And with such arbitrary limitations, why only 8 screens? Why all the memory banks accessed by number? It's these kinds of things i find difficult to come back to after several years of C++, or even Asm.

It would be nice if AMOS could do things like
Code:
S = new Screen(320,256,16,lowres)
B = new Reserve as Chip(4096)
I've used AmosPro, C++ and Assembly. My biggest complaint about AmosPro is that you have to write in Assembly to be able to write an extension for the language. It's not OOP but rather, it's a separate programming paradigm called extensible programming.

OOP has been done to death and is fairly usable but being able to add commands to the language itself is just as useful as using a cryptic bunch of punctuation mark tokens in C++ designed to limit the number of keystrokes necessary to create common pieces of code.

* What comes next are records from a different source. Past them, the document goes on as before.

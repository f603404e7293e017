//! Error types for kind lookup and the format adapters.

use crate::MatcherKind;

/// Errors from kind lookup and holder state transitions.
///
/// Every variant is a hard failure. Nothing here is ever recovered by
/// substituting a default kind.
#[derive(Debug, Clone, PartialEq, Eq, thiserror::Error)]
pub enum KindError {
    /// The literal matched no canonical name after trimming and lowercasing.
    #[error(
        "invalid matcher type \"{literal}\", expected one of: word, regex, binary, status, size, dsl"
    )]
    InvalidKindLiteral {
        /// The literal exactly as the caller supplied it (not normalized).
        literal: String,
    },

    /// A numeric code outside `1..KIND_LIMIT`.
    #[error("invalid matcher kind code {code}, valid codes are 1 through 6")]
    InvalidKind {
        /// The rejected code.
        code: u8,
    },

    /// The holder was never resolved, so it has no kind to report or encode.
    #[error("matcher type is unset; decode it from config before use")]
    Unresolved,

    /// The holder already carries a kind and is never mutated twice.
    #[error("matcher type is already resolved to \"{kind}\"")]
    AlreadyResolved {
        /// The kind the holder keeps.
        kind: MatcherKind,
    },
}

/// Errors from the JSON and YAML adapters in [`codec`](crate::codec).
#[derive(Debug, thiserror::Error)]
pub enum CodecError {
    /// The holder or the lookup rejected the value. Carried unchanged.
    #[error(transparent)]
    Kind(#[from] KindError),

    /// The JSON text was malformed or was not a single string.
    #[error("json: {0}")]
    Json(#[from] serde_json::Error),

    /// The YAML text was malformed or was not a single string scalar.
    #[error("yaml: {0}")]
    Yaml(#[from] serde_yaml::Error),
}

impl CodecError {
    /// The kind error behind this failure, if the document shape was fine.
    #[must_use]
    pub fn as_kind_error(&self) -> Option<&KindError> {
        match self {
            Self::Kind(e) => Some(e),
            Self::Json(_) | Self::Yaml(_) => None,
        }
    }
}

Some of the limitations you described may be addressed in AmosPro 3.x but the real priority is fixing the bugs right now. At least AmosPro is open-source now including its entire programming environment. Most open-source C++ compiler sources don't include the editor and have a runtime library tied into the one that came with the OS. I'm just happy that AmigaOS didn't require a C++ programming library with the OS so we're free to use its features without being tied to a particular programming language.

Going back to the visual language idea, OS-based gadgets often have locale support built-in to the GUI framework. Using intelligent alternate-text for icons could make a graphical source code more readable to a blind person or somebody who doesn't use English as their mother-tongue.

This is my contribution to the BASIC vs. C++ vs. anything else thread.